**What to do**
Give back the entries exactly, ending with the "lookup, a closed" line.

**Listed records**
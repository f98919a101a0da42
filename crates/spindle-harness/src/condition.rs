// SPDX-License-Identifier: MIT OR Apache-2.0
//! The hook condition evaluator and `{placeholder}` interpolation.
//!
//! Deliberately not an expression language: dotted path lookup, a closed
//! operator set, and `all`/`any`/`not`. A minimal evaluator keeps hook
//! tables analyzable.

use serde_json::Value;
use spindle_core::{CmpOp, Condition};

/// Dotted lookup into a JSON context. Numeric segments index arrays.
#[must_use]
pub fn lookup_path<'a>(ctx: &'a Value, path: &str) -> Option<&'a Value> {
    let mut current = ctx;
    for segment in path.split('.') {
        match current {
            Value::Object(map) => current = map.get(segment)?,
            Value::Array(arr) => {
                let index: usize = segment.parse().ok()?;
                current = arr.get(index)?;
            }
            _ => return None,
        }
    }
    Some(current)
}

/// Evaluate a condition against the ambient context.
///
/// Missing paths compare as null; a malformed regex never matches.
#[must_use]
pub fn evaluate_condition(condition: &Condition, ctx: &Value) -> bool {
    match condition {
        Condition::All(subs) => subs.iter().all(|c| evaluate_condition(c, ctx)),
        Condition::Any(subs) => subs.iter().any(|c| evaluate_condition(c, ctx)),
        Condition::Not(sub) => !evaluate_condition(sub, ctx),
        Condition::Cmp { path, op, value } => {
            let left = lookup_path(ctx, path).unwrap_or(&Value::Null);
            compare(left, *op, value)
        }
    }
}

fn compare(left: &Value, op: CmpOp, right: &Value) -> bool {
    match op {
        CmpOp::Eq => left == right,
        CmpOp::Ne => left != right,
        CmpOp::Contains => match (left, right) {
            (Value::String(haystack), Value::String(needle)) => haystack.contains(needle),
            (Value::Array(items), needle) => items.contains(needle),
            _ => false,
        },
        CmpOp::Regex => match (left, right) {
            (Value::String(text), Value::String(pattern)) => regex::Regex::new(pattern)
                .map(|re| re.is_match(text))
                .unwrap_or(false),
            _ => false,
        },
        CmpOp::Gt | CmpOp::Lt | CmpOp::Gte | CmpOp::Lte => {
            let (Some(l), Some(r)) = (left.as_f64(), right.as_f64()) else {
                return false;
            };
            match op {
                CmpOp::Gt => l > r,
                CmpOp::Lt => l < r,
                CmpOp::Gte => l >= r,
                CmpOp::Lte => l <= r,
                _ => unreachable!(),
            }
        }
    }
}

/// Interpolate `{dotted.path}` placeholders from the context.
///
/// A string that is exactly one placeholder resolves to the looked-up
/// value itself (preserving its type); embedded placeholders are replaced
/// with their string form. Unresolvable placeholders are left intact.
/// Objects and arrays interpolate recursively.
#[must_use]
pub fn interpolate(template: &Value, ctx: &Value) -> Value {
    match template {
        Value::String(s) => interpolate_string(s, ctx),
        Value::Object(map) => Value::Object(
            map.iter()
                .map(|(k, v)| (k.clone(), interpolate(v, ctx)))
                .collect(),
        ),
        Value::Array(items) => Value::Array(items.iter().map(|v| interpolate(v, ctx)).collect()),
        other => other.clone(),
    }
}

fn interpolate_string(s: &str, ctx: &Value) -> Value {
    // Whole-string placeholder: preserve the value's type.
    if s.len() > 2 && s.starts_with('{') && s.ends_with('}') && !s[1..s.len() - 1].contains('{') {
        let path = &s[1..s.len() - 1];
        if let Some(value) = lookup_path(ctx, path) {
            return value.clone();
        }
        return Value::String(s.to_string());
    }

    let mut out = String::new();
    let mut rest = s;
    while let Some(open) = rest.find('{') {
        out.push_str(&rest[..open]);
        let after = &rest[open + 1..];
        match after.find('}') {
            Some(close) => {
                let path = &after[..close];
                match lookup_path(ctx, path) {
                    Some(Value::String(v)) => out.push_str(v),
                    Some(other) => out.push_str(&other.to_string()),
                    None => {
                        out.push('{');
                        out.push_str(path);
                        out.push('}');
                    }
                }
                rest = &after[close + 1..];
            }
            None => {
                out.push('{');
                rest = after;
            }
        }
    }
    out.push_str(rest);
    Value::String(out)
}

#[cfg(test)]
mod tests {
    use super::*;
    use serde_json::json;

    fn ctx() -> Value {
        json!({
            "event": {"name": "limit", "code": "spend_exceeded"},
            "cost": {"turns": 7, "spend": 0.42},
            "directive": {"name": "spindle/agent/review"},
            "tags": ["a", "b"],
        })
    }

    #[test]
    fn path_lookup_walks_objects_and_arrays() {
        let ctx = ctx();
        assert_eq!(lookup_path(&ctx, "event.code").unwrap(), "spend_exceeded");
        assert_eq!(lookup_path(&ctx, "tags.1").unwrap(), "b");
        assert!(lookup_path(&ctx, "event.missing").is_none());
        assert!(lookup_path(&ctx, "cost.turns.deeper").is_none());
    }

    #[test]
    fn comparison_operators() {
        let ctx = ctx();
        let check = |path: &str, op, value| {
            evaluate_condition(
                &Condition::Cmp {
                    path: path.into(),
                    op,
                    value,
                },
                &ctx,
            )
        };
        assert!(check("event.code", CmpOp::Eq, json!("spend_exceeded")));
        assert!(check("event.code", CmpOp::Ne, json!("turns_exceeded")));
        assert!(check("cost.turns", CmpOp::Gt, json!(5)));
        assert!(check("cost.turns", CmpOp::Lte, json!(7)));
        assert!(!check("cost.turns", CmpOp::Lt, json!(7)));
        assert!(check("event.code", CmpOp::Contains, json!("spend")));
        assert!(check("tags", CmpOp::Contains, json!("a")));
        assert!(check("directive.name", CmpOp::Regex, json!("^spindle/agent/")));
        assert!(!check("directive.name", CmpOp::Regex, json!("[unclosed")));
    }

    #[test]
    fn combinators() {
        let ctx = ctx();
        let eq = |path: &str, value| Condition::Cmp {
            path: path.into(),
            op: CmpOp::Eq,
            value,
        };
        assert!(evaluate_condition(
            &Condition::All(vec![
                eq("event.name", json!("limit")),
                eq("event.code", json!("spend_exceeded")),
            ]),
            &ctx,
        ));
        assert!(evaluate_condition(
            &Condition::Any(vec![
                eq("event.name", json!("nope")),
                eq("event.name", json!("limit")),
            ]),
            &ctx,
        ));
        assert!(evaluate_condition(
            &Condition::Not(Box::new(eq("event.name", json!("nope")))),
            &ctx,
        ));
    }

    #[test]
    fn missing_path_compares_as_null() {
        let ctx = ctx();
        assert!(evaluate_condition(
            &Condition::Cmp {
                path: "does.not.exist".into(),
                op: CmpOp::Eq,
                value: Value::Null,
            },
            &ctx,
        ));
    }

    #[test]
    fn whole_string_placeholder_preserves_type() {
        let ctx = ctx();
        let result = interpolate(&json!("{cost.turns}"), &ctx);
        assert_eq!(result, json!(7));
    }

    #[test]
    fn embedded_placeholders_stringify() {
        let ctx = ctx();
        let result = interpolate(
            &json!("turn {cost.turns} of {directive.name}"),
            &ctx,
        );
        assert_eq!(result, json!("turn 7 of spindle/agent/review"));
    }

    #[test]
    fn unresolved_placeholders_stay_intact() {
        let ctx = ctx();
        assert_eq!(
            interpolate(&json!("{missing.path}"), &ctx),
            json!("{missing.path}")
        );
        assert_eq!(
            interpolate(&json!("x {missing.path} y"), &ctx),
            json!("x {missing.path} y")
        );
    }

    #[test]
    fn nested_structures_interpolate() {
        let ctx = ctx();
        let result = interpolate(
            &json!({"params": {"code": "{event.code}", "list": ["{cost.spend}"]}}),
            &ctx,
        );
        assert_eq!(result["params"]["code"], "spend_exceeded");
        assert_eq!(result["params"]["list"][0], 0.42);
    }
}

**Response box**
repository f98919a101a0da42
filename crates/spindle-harness/src/condition.rs
// SPDX-License-Identifier: MIT OR Apache-2.0
//! The hook condition evaluator and `{placeholder}` interpolation.
//!
//! Deliberately not an expression language: dotted path lookup, a closed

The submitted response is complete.